Opinion: Heavy vehicle law changes a safety win

By: Noelene Watson


ATA backs HVNL and COR reform as a welcome move for industry

Opinion: Heavy vehicle law changes a safety win
Noelene Watson.

 

Last year, the ATA published authoritative figures showing that the rate of fatal articulated truck crashes fell 80 per cent between 1982 and 2015. This is a dramatic improvement in safety, but even one accident is unacceptable.

The ATA was established following the Grafton truck and bus crash in 1989 to improve the industry’s safety, professionalism and viability. We are continuing to push for practical measures to improve road safety.

Central to our focus on practical safety measures has been our campaign to reform the Heavy Vehicle National Law (HVNL), the co-operative national law for the trucking industry in every state and territory apart from Western Australia and the Northern Territory. Changes to this law require the agreement and co-operation of multiple governments, and take some time to bring about.

The HVNL was assembled from a series of model laws which has left it suffering from a number of flaws. The law is complex, it is not consistent with best practice in safety regulation and it imposes a reverse onus of proof on company directors and executives. They have to prove their defence.

Critically, the law does implement a concept called chain of responsibility, where participants in the road transport chain can be held to account for safety issues on the road. But the provisions do not include truck maintenance and repair, even though we know that poor maintenance is a safety issue.

Back in 2012, the ATA began to campaign to reform the law. In 2013, we called on governments to extend chain of responsibility to cover vehicle maintenance and repairs.

Late in 2016, parliament delivered these safety improvements by passing changes to the Heavy Vehicle National Law. These will take effect in early 2018.

Most importantly, the new legislation will establish a primary safety duty on all parties in the defined chain of responsibility, whether they are trucking businesses, consignors or consignees.

This duty will apply to their transport activities, which will be defined to include vehicle maintenance and repair.

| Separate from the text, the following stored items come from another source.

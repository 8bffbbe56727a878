//! Content change events.
//!
//! Defines the changes a purge cycle reacts to and how far each one reaches.

use std::collections::HashMap;
use std::fmt;
use std::str::FromStr;

use serde::{Deserialize, Serialize};
use time::OffsetDateTime;
use uuid::Uuid;

use crate::domain::entities::DocumentId;

/// Types of content changes that trigger invalidation.
#[derive(Debug, Clone, Copy, PartialEq, Eq, Hash, Serialize, Deserialize)]
#[serde(rename_all = "snake_case")]
pub enum ChangeEventKind {
    // Documents
    /// A document was saved (created or status changed).
    Saved,
    /// A document was edited in place.
    Edited,
    /// A document was permanently deleted.
    Deleted,
    /// A document was moved to the trash.
    Trashed,
    /// An attachment was deleted.
    AttachmentDeleted,

    // Site-wide
    /// The active theme changed.
    ThemeSwitched,
    /// An external page-cache integration reported its cache was cleared.
    ExternalCacheCleared,
}

impl ChangeEventKind {
    pub const ALL: [ChangeEventKind; 7] = [
        ChangeEventKind::Saved,
        ChangeEventKind::Edited,
        ChangeEventKind::Deleted,
        ChangeEventKind::Trashed,
        ChangeEventKind::AttachmentDeleted,
        ChangeEventKind::ThemeSwitched,
        ChangeEventKind::ExternalCacheCleared,
    ];

    pub fn as_str(self) -> &'static str {
        match self {
            ChangeEventKind::Saved => "saved",
            ChangeEventKind::Edited => "edited",
            ChangeEventKind::Deleted => "deleted",
            ChangeEventKind::Trashed => "trashed",
            ChangeEventKind::AttachmentDeleted => "attachment_deleted",
            ChangeEventKind::ThemeSwitched => "theme_switched",
            ChangeEventKind::ExternalCacheCleared => "external_cache_cleared",
        }
    }
}

impl fmt::Display for ChangeEventKind {
    fn fmt(&self, f: &mut fmt::Formatter<'_>) -> fmt::Result {
        f.write_str(self.as_str())
    }
}

impl FromStr for ChangeEventKind {
    type Err = String;

    fn from_str(value: &str) -> Result<Self, Self::Err> {
        let normalized = value.trim().to_ascii_lowercase().replace('-', "_");
        Self::ALL
            .into_iter()
            .find(|kind| kind.as_str() == normalized)
            .ok_or_else(|| {
                let expected: Vec<&str> = Self::ALL.iter().map(|kind| kind.as_str()).collect();
                format!(
                    "unknown event kind `{value}`; expected one of {}",
                    expected.join(", ")
                )
            })
    }
}

/// How far an event reaches.
#[derive(Debug, Clone, Copy, PartialEq, Eq, Serialize, Deserialize)]
pub enum EventScope {
    /// Purge the URLs related to the event's document.
    #[serde(rename = "document")]
    Document,
    /// Purge everything under the home URL.
    #[serde(rename = "full")]
    FullPurge,
}

/// Maps each event kind to its scope.
///
/// Site-wide kinds default to [`EventScope::FullPurge`]; everything else is
/// document-scoped. Entries present in configuration override the defaults.
#[derive(Debug, Clone, Default, PartialEq, Eq, Deserialize)]
#[serde(transparent)]
pub struct EventScopeTable {
    overrides: HashMap<ChangeEventKind, EventScope>,
}

impl EventScopeTable {
    pub fn with_override(mut self, kind: ChangeEventKind, scope: EventScope) -> Self {
        self.overrides.insert(kind, scope);
        self
    }

    pub fn scope(&self, kind: ChangeEventKind) -> EventScope {
        if let Some(scope) = self.overrides.get(&kind) {
            return *scope;
        }
        match kind {
            ChangeEventKind::ThemeSwitched | ChangeEventKind::ExternalCacheCleared => {
                EventScope::FullPurge
            }
            _ => EventScope::Document,
        }
    }
}

/// A content change observed during a request.
#[derive(Debug, Clone)]
pub struct ChangeEvent {
    /// Unique identifier for correlating logs (UUIDv4).
    pub id: Uuid,
    pub kind: ChangeEventKind,
    /// The affected document; `None` for site-wide events.
    pub document: Option<DocumentId>,
    pub timestamp: OffsetDateTime,
}

impl ChangeEvent {
    pub fn new(kind: ChangeEventKind, document: Option<DocumentId>) -> Self {
        Self {
            id: Uuid::new_v4(),
            kind,
            document,
            timestamp: OffsetDateTime::now_utc(),
        }
    }

    /// An event about a single document.
    pub fn for_document(kind: ChangeEventKind, document: DocumentId) -> Self {
        Self::new(kind, Some(document))
    }

    /// An event about the whole site.
    pub fn site_wide(kind: ChangeEventKind) -> Self {
        Self::new(kind, None)
    }
}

To improve consistency, the duty of care will be amended to match the work health and safety standard of ‘so far as is reasonably practicable’. Experience has shown that the current duty of care, ‘all reasonable steps’, has important practical difficulties.

To reduce complexity, an entire chapter of the legislation will be deleted because the safety issues addressed in the chapter will now be covered by the primary duty. A range of other fiddly, prescriptive requirements will also be deleted.

The legislation will impose a due diligence obligation on company directors and executives, and this duty will apply to directors and executives of all parties in the defined chain of responsibility, not just trucking operators.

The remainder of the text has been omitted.